Varese

Spaventa Filippi, al Castello si respira l’atmosfera del “Corrierino”

Da sinistra, il conservatore Cassinelli, l'assessore Longhini, Silvia Spaventa Filippi e la figlia Anna Maria, brava musicista

Da sinistra, il conservatore Cassinelli, l’assessore Longhini, Silvia Spaventa Filippi e la figlia Anna Maria, brava musicista

Sarà aperta fino al 3 marzo, al primo piano del Castello di Masnago, la piccola esposizione “Spaventa Filippi: una famiglia di artisti dal Corriere dei Piccoli alla Biennale di Venezia”, a cura del Comune di Varese. Al centro della rassegna due artisti, un padre e uno dei suoi tre figli: Silvio Spaventa Filippi e il figlio Leo Spaventa Filippi, più poliedrico ed eclettico il primo, più coerente e tradizionalista il secondo. Davvero originale il vernissage, con la giovane Anna Maria Colonna Preti, nipote di Leonardo e pronipote di Silvio, che ha eseguito al violoncello, insieme ad Elisabetta Soresina, due tempi di una Sonata di Vivali per violoncello e basso continuo. Presente all’inaugurazione anche Silvia Spaventa Filippi, figlia di Leo e madre della giovane Anna Maria.

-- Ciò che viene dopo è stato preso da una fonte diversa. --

//! # Settings File
//!
//! YAML description of what a run should provision:
//!
//! ```yaml
//! prism:
//!   host: pc.lab.local
//!   username: admin
//!   password: secret        # or CATSYNC_PASSWORD
//! security:
//!   mode: monitor
//! categories:
//!   AppType: {}
//!   Web:
//!     Frontend: "public web tier"
//!     Backend:
//! ```
//!
//! Only presence is checked; values are passed to the API as written.

use std::collections::BTreeMap;
use std::path::Path;

use anyhow::{bail, Context, Result};
use serde::{Deserialize, Deserializer};

use catsync_client::config::{DEFAULT_PORT, DEFAULT_TIMEOUT_SECS};
use catsync_client::security_rules::PolicyMode;
use catsync_client::{ConfigError, Credential, PrismConfig, DEFAULT_PAGE_SIZE};

/// Environment variable that supplies (and overrides) the password.
pub const PASSWORD_ENV: &str = "CATSYNC_PASSWORD";

/// Category key → value → description.
pub type CategoryMap = BTreeMap<String, BTreeMap<String, String>>;

/// Top-level settings file.
#[derive(Debug, Clone, Deserialize)]
pub struct Settings {
    pub prism: PrismSettings,
    #[serde(default = "default_page_size")]
    pub page_size: u32,
    #[serde(default)]
    pub security: SecuritySettings,
    #[serde(default, deserialize_with = "deserialize_categories")]
    pub categories: CategoryMap,
}

/// Connection section.
#[derive(Clone, Deserialize)]
pub struct PrismSettings {
    #[serde(default)]
    pub host: Option<String>,
    #[serde(default = "default_port")]
    pub port: u16,
    /// Full API base URL; takes precedence over `host`/`port`.
    #[serde(default)]
    pub base_url: Option<String>,
    #[serde(default)]
    pub username: Option<String>,
    #[serde(default)]
    pub password: Option<String>,
    #[serde(default)]
    pub verify_tls: bool,
    #[serde(default = "default_timeout")]
    pub timeout_secs: u64,
}

impl std::fmt::Debug for PrismSettings {
    fn fmt(&self, f: &mut std::fmt::Formatter<'_>) -> std::fmt::Result {
        f.debug_struct("PrismSettings")
            .field("host", &self.host)
            .field("port", &self.port)
            .field("base_url", &self.base_url)
            .field("username", &self.username)
            .field("password", &self.password.as_ref().map(|_| "[REDACTED]"))
            .field("verify_tls", &self.verify_tls)
            .field("timeout_secs", &self.timeout_secs)
            .finish()
    }
}

/// Security rule section.
#[derive(Debug, Clone, Deserialize)]
#[serde(default)]
pub struct SecuritySettings {
    /// Create one rule per category value.
    pub enabled: bool,
    pub mode: PolicyMode,
    pub rule_prefix: String,
    pub wait_for_tasks: bool,
    pub poll_interval_secs: u64,
    pub max_polls: u32,
}

impl Default for SecuritySettings {
    fn default() -> Self {
        Self {
            enabled: true,
            mode: PolicyMode::Monitor,
            rule_prefix: "catsync-".into(),
            wait_for_tasks: true,
            poll_interval_secs: 2,
            max_polls: 30,
        }
    }
}

impl SecuritySettings {
    /// Name of the rule that scopes `key: value`.
    pub fn rule_name(&self, key: &str, value: &str) -> String {
        format!("{}{key}-{value}", self.rule_prefix)
    }
}

impl Settings {
    /// Read and check a settings file.
    pub fn load(path: &Path) -> Result<Self> {
        let raw = std::fs::read_to_string(path)
            .with_context(|| format!("failed to read settings file {}", path.display()))?;
        Self::from_yaml(&raw)
            .with_context(|| format!("invalid settings file {}", path.display()))
    }

    /// Parse and check settings from YAML text.
    pub fn from_yaml(raw: &str) -> Result<Self> {
        let settings: Settings = serde_yaml::from_str(raw).context("failed to parse YAML")?;
        settings.validate()?;
        Ok(settings)
    }

    fn validate(&self) -> Result<()> {
        if self.page_size == 0 {
            bail!("page_size must be greater than zero");
        }
        if self.security.max_polls == 0 {
            bail!("security.max_polls must be greater than zero");
        }
        for (key, values) in &self.categories {
            if key.trim().is_empty() {
                bail!("category keys must not be blank");
            }
            if values.keys().any(|v| v.trim().is_empty()) {
                bail!("category {key} has a blank value");
            }
        }
        Ok(())
    }

    /// Build the client configuration.
    ///
    /// `env_password`, when set, wins over the password in the file.
    pub fn prism_config(&self, env_password: Option<String>) -> Result<PrismConfig, ConfigError> {
        let prism = &self.prism;
        let username = prism.username.clone().ok_or(ConfigError::MissingUsername)?;
        let password = env_password
            .filter(|p| !p.is_empty())
            .or_else(|| prism.password.clone())
            .ok_or(ConfigError::MissingPassword)?;
        let credential = Credential::new(username, password)?;

        let mut config = match &prism.base_url {
            Some(base_url) => PrismConfig::with_base_url(base_url, credential)?,
            None => {
                let host = prism.host.as_deref().ok_or(ConfigError::MissingHost)?;
                PrismConfig::new(host, prism.port, credential)?
            }
        };
        config.verify_tls = prism.verify_tls;
        config.timeout_secs = prism.timeout_secs;
        Ok(config)
    }
}

fn default_page_size() -> u32 {
    DEFAULT_PAGE_SIZE
}

fn default_port() -> u16 {
    DEFAULT_PORT
}

fn default_timeout() -> u64 {
    DEFAULT_TIMEOUT_SECS
}

/// Accepts `Key:` and `Value:` with no body as an empty map / empty
/// description.
fn deserialize_categories<'de, D>(deserializer: D) -> Result<CategoryMap, D::Error>
where
    D: Deserializer<'de>,
{
    type Raw = Option<BTreeMap<String, Option<BTreeMap<String, Option<String>>>>>;
    let raw = Raw::deserialize(deserializer)?;
    Ok(raw
        .unwrap_or_default()
        .into_iter()
        .map(|(key, values)| {
            let values = values
                .unwrap_or_default()
                .into_iter()
                .map(|(value, description)| (value, description.unwrap_or_default()))
                .collect();
            (key, values)
        })
        .collect())
}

Una proposta dei Civici Musei che punta a valorizzare opere e artisti facenti parte della Collezione permanente (due tele di Leo sono di proprietà del museo). E a illustrare vita e opere di artisti con legami e radici nel nostro territorio.

Pittore serio e apprezzato Leo Spaventa Filippi è presente a Masnago con ritratti e nature morte. Come ricorda la figlia in apertura di cataloghino, a metà anni Sessanta si trasferisce a Varese, prima operando in via Del Cairo e poi in via Speroni, dove si spense. Un pittore certamente consapevole delle tendenze europee, con la capacità di fotografare interni come il bel quadro che propone un’anziana donna intenta alla lettura. Forse appaiono un po’ esagerati certi riferimenti, fatti in sede di inaugurazione, a correnti come il divisionismo o a maestri come Cezanne, ma certamente ci troviamo di fronte ad un artista di pregio.

Figlio di un protagonista della nostra cultura nazional-popolare come Silvio, che fu direttore di una mitica testata come il Corriere dei Piccoli, vera e propria scuola di formazione per le giovani generazioni dei primi decenni del Novecento. Una vera chicca è costituita da un’illustrazione di Carlo Bisi, pittore amato dalla borghesia lombarda, anche lui ottimo ritrattista, che mostra i personaggi della celebre testata, a partire dalla sua creatura, il mitico “Sor Pampurio”, all’inseguimento di Slvio, che scappa in moto. Un piccolo mondo, quello del Corrierino, che appare all’improvviso e che ci strappa un sorriso di nostalgia.